As the elongated low pressure moves eastward tonight, its cold front will slowly push south and then southeastward through the region, bringing in cooler air tomorrow. With the western extension of the low-pressure system still over our region and lingering low-level moisture behind the front, showers and low-level clouds will hang on especially in the upslope areas of the northwestern slopes of the Appalachians, leading to being especially cool there. However, surface high pressure and upper-level ridging briefly build in afterwards, leading to a hotter, sunnier, and dry Tuesday. By Wednesday, the next low pressure and associated cold front already arrives, though if the front and associated clouds and storms is a little slower, it could reach 86F (30C) in some low-elevation areas, especially south of the U.S./Canada border.

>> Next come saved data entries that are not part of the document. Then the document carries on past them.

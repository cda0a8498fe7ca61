//! Lifecycle state of the bridge process.

use std::process::Child;
use std::thread::JoinHandle;

use tracing::warn;

use super::{XPORT_TARGET, process};

/// Where the transport is in its start/stop lifecycle.
pub(super) enum XportState {
    /// `start` has not been called.
    NotStarted,
    /// The bridge is running and its output is being pumped.
    Running {
        /// Bridge process handle.
        child: Child,
        /// Thread feeding bridge output into the dispatcher.
        reader: JoinHandle<()>,
    },
    /// The transport has been stopped.
    Stopped,
}

impl XportState {
    /// Whether a bridge is running and its output is still being read.
    pub(super) fn is_running(&self) -> bool {
        matches!(self, Self::Running { reader, .. } if !reader.is_finished())
    }

    /// Reaps a bridge whose reader thread has finished and moves to
    /// `Stopped`.
    ///
    /// Returns `false`, leaving the state untouched, when there is nothing
    /// to reap.
    pub(super) fn reap_exited(&mut self) -> bool {
        if !matches!(self, Self::Running { reader, .. } if reader.is_finished()) {
            return false;
        }
        if let Self::Running { mut child, reader } = std::mem::replace(self, Self::Stopped) {
            process::terminate_child(&mut child);
            if reader.join().is_err() {
                warn!(target: XPORT_TARGET, "reader thread panicked");
            }
        }
        true
    }
}

#[cfg(test)]
mod tests {
    use std::process::{Command, Stdio};
    use std::sync::mpsc;
    use std::thread;
    use std::time::Duration;

    use rstest::rstest;

    use super::*;

    fn exited_child() -> Child {
        let mut child = Command::new("true")
            .stdin(Stdio::null())
            .stdout(Stdio::null())
            .spawn()
            .expect("spawn true");
        child.wait().expect("child exits");
        child
    }

    fn wait_until_finished(reader: &JoinHandle<()>) {
        while !reader.is_finished() {
            thread::sleep(Duration::from_millis(1));
        }
    }

    #[rstest]
    fn finished_reader_is_reaped_into_stopped() {
        let reader = thread::spawn(|| {});
        wait_until_finished(&reader);
        let mut state = XportState::Running {
            child: exited_child(),
            reader,
        };

        assert!(!state.is_running());
        assert!(state.reap_exited());
        assert!(matches!(state, XportState::Stopped));
        assert!(!state.reap_exited());
    }

    #[rstest]
    fn live_reader_is_left_running() {
        let (release, hold) = mpsc::channel::<()>();
        let reader = thread::spawn(move || {
            let _ = hold.recv();
        });
        let mut state = XportState::Running {
            child: exited_child(),
            reader,
        };

        assert!(state.is_running());
        assert!(!state.reap_exited());

        drop(release);
        if let XportState::Running { reader, .. } = &state {
            wait_until_finished(reader);
        }
        assert!(state.reap_exited());
    }

    #[rstest]
    #[case(XportState::NotStarted)]
    #[case(XportState::Stopped)]
    fn idle_states_have_nothing_to_reap(#[case] mut state: XportState) {
        assert!(!state.is_running());
        assert!(!state.reap_exited());
    }
}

Some thunderstorms will accompany the cold front, as usual for summer, but the dynamics do not look as impressive as for today, and severe thunderstorms appear to be isolated at most.

Source: TropicalTidbits

A low-pressure system developing just to our southeast along the cold front could bring some chilly rain late Wednesday night into Thursday morning. Then, a potent cool and dry air mass by summer standards will move in late Thursday and Friday associated with a cool Canadian high pressure and direct northwesterly flow bringing the cool air mass in with little moderation. With clearing skies, low temperatures below 50F (10C) likely for most Thursday night, the coolest since last weekend, in stark contrast to the constant warm nights and humidity this past week. However, as the surface high pressure slides southeastward, the cool air mass will quickly modify with the June sun angle, and winds will shift to southwesterly, bringing in warmer and more humid air. However, despite the warm advection, any hot weather will be tempered by increasing clouds, though there could still be a couple of hot days. This is the potential "heat wave" that was advertised for the end of June as early as last week, but it now appears unlikely to last more than a couple of days, as whatever upper-level ridge that builds in the eastern U.S. will quickly get knocked down to the southwest by a trough quickly moving eastward from the northern Rockies into eastern Canada, bringing a cold front that knocks temperatures back down to near or even below normal, a marked change from earlier projections. It appears that the slightly positive PNA favoring some ridging in western North America, ridging mostly suppressed just to the southwest, as well as the repeated clouds and rain locally, are making it difficult to sustain any heat in our region through the beginning of July. Instead, the pattern looks rather changeable, with alternating cool and warm air masses and rain and thunderstorms associated with cold fronts.